For instance, when Hossein, who has had nine heart attacks, needed a new cardiologist, Dr. Robinson referred him to Dr. David Choand made a personal introduction. Now, Hossein can go to his regular appointments close to home, and if has a problem that can’t be handled in the local office, skip the ambulance ride down to Ronald Reagan UCLA Medical Center in Westwood and head to nearby Henry Mayo Newhall Hospital, where UCLA Health hospitalists and cardiologists can access his medical records and provide his care.
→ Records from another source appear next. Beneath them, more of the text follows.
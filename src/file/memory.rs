//! In-memory file backend.

use super::{checked_slice, Backend};
use crate::Result;

/// Input file backed by Memory
#[derive(Debug)]
pub struct Memory {
    data: Vec<u8>,
}

impl Memory {
    /// Create a new memory backend
    ///
    /// ## Arguments
    /// * 'data' - The data buffer to consume
    #[must_use]
    pub fn new(data: Vec<u8>) -> Memory {
        Memory { data }
    }
}

impl Backend for Memory {
    fn data_slice(&self, offset: usize, len: usize) -> Result<&[u8]> {
        checked_slice(&self.data, offset, len)
    }

    fn data(&self) -> &[u8] {
        self.data.as_slice()
    }

    fn len(&self) -> usize {
        self.data.len()
    }
}
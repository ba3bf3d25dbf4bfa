//! Exception handler regions over basic blocks.
//!
//! Protected regions are expressed as block sets rather than instruction ranges, so
//! inserting or splitting blocks never invalidates a region boundary.

use std::collections::BTreeSet;

use bitflags::bitflags;
use serde::{Deserialize, Serialize};

use crate::{assembly::instruction::BlockId, metadata::signatures::TypeRef};

bitflags! {
    /// Exception handler flags defining the type of exception handling clause.
    ///
    /// These flags determine how the exception handler processes exceptions and
    /// control flow within try/catch/finally blocks.
    #[derive(Debug, Clone, Copy, PartialEq, Eq, Serialize, Deserialize)]
    pub struct ExceptionHandlerFlags: u16 {
        /// A typed exception clause.
        ///
        /// [`ExceptionHandler::catch_type`] names the exception type that this handler
        /// catches.
        const EXCEPTION = 0x0000;

        /// A finally clause.
        ///
        /// Code that executes regardless of whether an exception occurs. Finally
        /// blocks run when a protected region is left and during unwinding.
        const FINALLY = 0x0002;

        /// A fault clause (finally that executes only on exception).
        const FAULT = 0x0004;
    }
}

/// Exception handler defining a try region and its handler within a method.
///
/// Handlers are listed innermost first. An exception raised in block `b` is dispatched to
/// the first handler in table order whose `try_blocks` contains `b` and which accepts it.
///
/// # Layout
///
/// ```text
/// try {
///     // try_blocks
/// }
/// catch (catch_type) {
///     // handler_entry, handler_blocks
/// }
/// ```
#[derive(Debug, Clone, PartialEq, Eq, Serialize, Deserialize)]
pub struct ExceptionHandler {
    /// Clause kind
    pub flags: ExceptionHandlerFlags,
    /// Blocks protected by this handler
    pub try_blocks: BTreeSet<BlockId>,
    /// Blocks forming the handler body
    pub handler_blocks: BTreeSet<BlockId>,
    /// First block executed when the handler runs
    pub handler_entry: BlockId,
    /// Caught exception type for typed clauses
    #[serde(default)]
    pub catch_type: Option<TypeRef>,
}

impl ExceptionHandler {
    /// A typed catch clause
    pub fn catch(
        catch_type: TypeRef,
        try_blocks: impl IntoIterator<Item = BlockId>,
        handler_blocks: impl IntoIterator<Item = BlockId>,
        handler_entry: BlockId,
    ) -> Self {
        let mut handler_blocks: BTreeSet<BlockId> = handler_blocks.into_iter().collect();
        handler_blocks.insert(handler_entry);
        ExceptionHandler {
            flags: ExceptionHandlerFlags::EXCEPTION,
            try_blocks: try_blocks.into_iter().collect(),
            handler_blocks,
            handler_entry,
            catch_type: Some(catch_type),
        }
    }

    /// A finally clause
    pub fn finally(
        try_blocks: impl IntoIterator<Item = BlockId>,
        handler_blocks: impl IntoIterator<Item = BlockId>,
        handler_entry: BlockId,
    ) -> Self {
        let mut handler_blocks: BTreeSet<BlockId> = handler_blocks.into_iter().collect();
        handler_blocks.insert(handler_entry);
        ExceptionHandler {
            flags: ExceptionHandlerFlags::FINALLY,
            try_blocks: try_blocks.into_iter().collect(),
            handler_blocks,
            handler_entry,
            catch_type: None,
        }
    }

    /// True for typed catch clauses
    #[must_use]
    pub fn is_catch(&self) -> bool {
        !self.flags.intersects(ExceptionHandlerFlags::FINALLY | ExceptionHandlerFlags::FAULT)
    }

    /// True for finally clauses
    #[must_use]
    pub fn is_finally(&self) -> bool {
        self.flags.contains(ExceptionHandlerFlags::FINALLY)
    }

    /// True for fault clauses
    #[must_use]
    pub fn is_fault(&self) -> bool {
        self.flags.contains(ExceptionHandlerFlags::FAULT)
    }

    /// True if `block` lies in the protected region
    #[must_use]
    pub fn protects(&self, block: BlockId) -> bool {
        self.try_blocks.contains(&block)
    }

    /// True if `block` belongs to the handler body
    #[must_use]
    pub fn handles_in(&self, block: BlockId) -> bool {
        self.handler_blocks.contains(&block)
    }
}
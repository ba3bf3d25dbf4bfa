//! Method body intermediate representation.
//!
//! Bodies are control-flow graphs of [`BasicBlock`]s. Each block holds straight-line
//! [`Instruction`]s and ends in exactly one [`Terminator`]; protected regions are
//! [`ExceptionHandler`]s over block sets. Rewrites are structural: add a block, redirect
//! a terminator, append a handler.
//!
//! # Key Components
//!
//! - [`Instruction`] / [`Terminator`] / [`FlowType`] - The instruction set
//! - [`BasicBlock`] / [`MethodBody`] - Blocks, locals and the handler table
//! - [`ExceptionHandler`] - Try/catch/finally regions
//! - [`MethodBodyBuilder`] / [`BodyAssembler`] - Fluent body construction

mod body;
mod builder;
mod exceptions;
mod instruction;

pub use body::{BasicBlock, MethodBody};
pub use builder::{BodyAssembler, MethodBodyBuilder};
pub use exceptions::{ExceptionHandler, ExceptionHandlerFlags};
pub use instruction::{BlockId, BranchKind, FlowType, Instruction, Terminator};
“We tend to think about medicine as happening in the ivory towers where research specialists and disease specialists exist,” Dr. Robinson says. “But most of what happens in someone’s life happens in their community, near their home. They’re not going to use medical care if they can’t get to it.”
The importance of the doctor-patient relationship
Outside of convenience, the benefit of an entire family seeing the same physician is mostly social, and comes down to strengthening the doctor-patient relationship. Dr. Robinson says that with more frequent contact, he is able to build trust and understand the multi-generational family dynamics that are “a big part of our health and our life.” It also keeps the entire family “plugged in” to their medical home, even if there’s not a whole lot going on.
“This extra time allows me to go beyond lab results and imaging studies,” Dr. Robinson says, “and to cover topics I wouldn’t normally have time to broach in a 15 minute appointment.”
With this regular contact over the years, Debra says Dr. Robinson and the larger care team in Santa Clarita has become an important part of their “great and close knit community.”
When she noticed Dr. Robinson’s penchant for colorful socks a couple of years back, she decided to buy him a new pair before Christmas. That first year, they had a carpenter and tools on them, she says, and said “Mr. Fix-It.” This year they had a pattern made up of coffee thermoses.
“When I went to see him the other day,” Debra says, with a laugh, “he was wearing them.”